1996 film by Mohsen Makhmalbaf

Gabbeh (Persian: گبه) is a 1996 Iranian film directed by Mohsen Makhmalbaf. It was screened in the Un Certain Regard section at the 1996 Cannes Film Festival. The film was selected as the Iranian entry for the Best Foreign Language Film at the 70th Academy Awards, but was not accepted as a nominee.

== Plot ==
The film derives its name from a type of Persian rug. It begins by showing an elderly couple, carrying their gabbeh, walking towards a river hoping to wash it. When the rug is spread upon the ground, a girl, referred to as Gabbeh, magically comes out of it.

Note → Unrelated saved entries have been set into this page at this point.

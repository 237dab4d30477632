//! 导航状态

use mailguard_core::services::View;

use super::Page;

/// 导航项
#[derive(Debug, Clone, Copy, PartialEq, Eq)]
pub enum NavItemId {
    ValidEmails,
    BlacklistedDomains,
    BlacklistedEmails,
    Validator,
}

impl NavItemId {
    pub const ALL: [Self; 4] = [
        Self::ValidEmails,
        Self::BlacklistedDomains,
        Self::BlacklistedEmails,
        Self::Validator,
    ];

    pub fn page(self) -> Page {
        match self {
            Self::ValidEmails => Page::Dashboard(View::ValidEmails),
            Self::BlacklistedDomains => Page::Dashboard(View::BlacklistedDomains),
            Self::BlacklistedEmails => Page::Dashboard(View::BlacklistedEmails),
            Self::Validator => Page::Validator,
        }
    }

    pub fn icon(self) -> &'static str {
        match self {
            Self::ValidEmails => "✓",
            Self::BlacklistedDomains => "●",
            Self::BlacklistedEmails => "@",
            Self::Validator => "?",
        }
    }
}

/// 导航状态
#[derive(Debug, Default)]
pub struct NavigationState {
    /// 当前高亮项的索引
    pub selected: usize,
}

impl NavigationState {
    pub fn items(&self) -> &'static [NavItemId] {
        &NavItemId::ALL
    }

    pub fn select_previous(&mut self) {
        self.selected = self.selected.saturating_sub(1);
    }

    pub fn select_next(&mut self) {
        if self.selected + 1 < NavItemId::ALL.len() {
            self.selected += 1;
        }
    }

    pub fn select_first(&mut self) {
        self.selected = 0;
    }

    pub fn select_last(&mut self) {
        self.selected = NavItemId::ALL.len() - 1;
    }

    pub fn current_id(&self) -> Option<NavItemId> {
        NavItemId::ALL.get(self.selected).copied()
    }

    /// 页面切换后同步高亮；登录页没有对应项，保持不变
    pub fn follow(&mut self, page: Page) {
        if let Some(index) = NavItemId::ALL.iter().position(|id| id.page() == page) {
            self.selected = index;
        }
    }
}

The film follows her story and the audience learn about her family, her uncle who is hoping to find a bride, and, most importantly, her longing for a young man she hopes to marry.

==Cast==
- Abbas Sayah as Uncle
- Shaghayeh Djodat as Gabbeh
- Hossein Moharami as Old Man
- Rogheih Moharami as Old Woman
- Parvaneh Ghalandari

== Release ==
The film had its world premiere at the 1996 Cannes Film Festival. Shortly after it was banned in Iran for being "subversive".

== Reception ==
On review aggregator Rotten Tomatoes, 90% of 20 critics gave the film a positive review, with an average rating of 7.3/10, earning it a "Fresh" score.

==Awards ==
- Best Director and Special Critics Award, Sitges Film Festival, 1996
- Silver Screen Award, Singapore International Film Festival
- Best Artistic Contribution Award, Tokyo International Film Festival
- One of 10 selected films by critics – Times (USA) 1996.